### REQUIREMENT
Please restate, word for word, each line from the one containing "if *uses_to_cap == 0" through the end of the entries below.

*** GIVEN RECORDS Section Begins ***

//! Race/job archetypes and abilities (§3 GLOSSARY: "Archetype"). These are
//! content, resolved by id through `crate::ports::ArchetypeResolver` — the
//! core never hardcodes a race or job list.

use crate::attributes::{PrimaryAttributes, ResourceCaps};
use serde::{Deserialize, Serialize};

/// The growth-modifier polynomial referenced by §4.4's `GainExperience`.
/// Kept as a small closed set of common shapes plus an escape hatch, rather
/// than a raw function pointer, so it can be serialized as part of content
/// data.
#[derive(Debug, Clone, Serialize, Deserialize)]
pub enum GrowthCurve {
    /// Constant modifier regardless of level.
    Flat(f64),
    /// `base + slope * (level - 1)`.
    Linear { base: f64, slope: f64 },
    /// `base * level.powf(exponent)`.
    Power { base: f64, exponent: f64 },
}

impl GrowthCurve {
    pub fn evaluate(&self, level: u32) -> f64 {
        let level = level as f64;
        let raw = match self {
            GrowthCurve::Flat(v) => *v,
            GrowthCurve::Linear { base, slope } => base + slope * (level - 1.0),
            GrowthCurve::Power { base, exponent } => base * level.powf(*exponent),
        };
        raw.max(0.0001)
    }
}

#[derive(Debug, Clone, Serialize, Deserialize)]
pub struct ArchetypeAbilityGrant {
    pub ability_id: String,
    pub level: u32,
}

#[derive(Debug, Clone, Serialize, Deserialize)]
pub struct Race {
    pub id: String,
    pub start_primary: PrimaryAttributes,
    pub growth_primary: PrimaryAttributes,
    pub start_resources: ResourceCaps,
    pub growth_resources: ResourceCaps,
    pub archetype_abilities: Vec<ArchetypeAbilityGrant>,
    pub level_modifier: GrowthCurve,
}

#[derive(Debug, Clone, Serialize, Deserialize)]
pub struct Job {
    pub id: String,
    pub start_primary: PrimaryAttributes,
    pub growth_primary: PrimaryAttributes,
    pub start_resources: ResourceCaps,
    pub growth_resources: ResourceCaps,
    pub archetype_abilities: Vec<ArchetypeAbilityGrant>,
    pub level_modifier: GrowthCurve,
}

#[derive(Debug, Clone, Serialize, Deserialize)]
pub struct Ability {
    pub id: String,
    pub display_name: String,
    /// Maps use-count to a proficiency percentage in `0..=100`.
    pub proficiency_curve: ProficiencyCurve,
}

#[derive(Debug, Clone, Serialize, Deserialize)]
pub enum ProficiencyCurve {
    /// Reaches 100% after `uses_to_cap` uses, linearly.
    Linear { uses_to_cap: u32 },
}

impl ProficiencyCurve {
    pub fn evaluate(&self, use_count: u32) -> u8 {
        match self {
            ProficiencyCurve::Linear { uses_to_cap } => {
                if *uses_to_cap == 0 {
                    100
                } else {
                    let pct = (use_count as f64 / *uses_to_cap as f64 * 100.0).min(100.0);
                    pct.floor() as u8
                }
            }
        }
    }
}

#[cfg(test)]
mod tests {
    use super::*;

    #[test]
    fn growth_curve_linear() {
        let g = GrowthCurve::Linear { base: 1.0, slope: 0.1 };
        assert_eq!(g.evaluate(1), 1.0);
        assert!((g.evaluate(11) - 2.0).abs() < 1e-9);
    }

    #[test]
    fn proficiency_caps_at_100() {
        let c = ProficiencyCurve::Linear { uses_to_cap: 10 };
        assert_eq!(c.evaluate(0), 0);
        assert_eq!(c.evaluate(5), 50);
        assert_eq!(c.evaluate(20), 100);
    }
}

*** GIVEN RECORDS Section Ends ***

### SOLUTION
                if *uses_to_cap == 0 {
                    100
                } else {
                    let pct = (use_count as f64 / *uses_to_cap as f64 * 100.0).min(100.0);
                    pct.floor() as u8
                }
            }
        }
    }
}

#[cfg(test)]
mod tests {
    use super::*;

    #[test]
    fn growth_curve_linear() {
        let g = GrowthCurve::Linear { base: 1.0, slope: 0.1 };
        assert_eq!(g.evaluate(1), 1.0);
        assert!((g.evaluate(11) - 2.0).abs() < 1e-9);
    }

    #[test]
    fn proficiency_caps_at_100() {
        let c = ProficiencyCurve::Linear { uses_to_cap: 10 };
        assert_eq!(c.evaluate(0), 0);
        assert_eq!(c.evaluate(5), 50);
        assert_eq!(c.evaluate(20), 100);
    }
}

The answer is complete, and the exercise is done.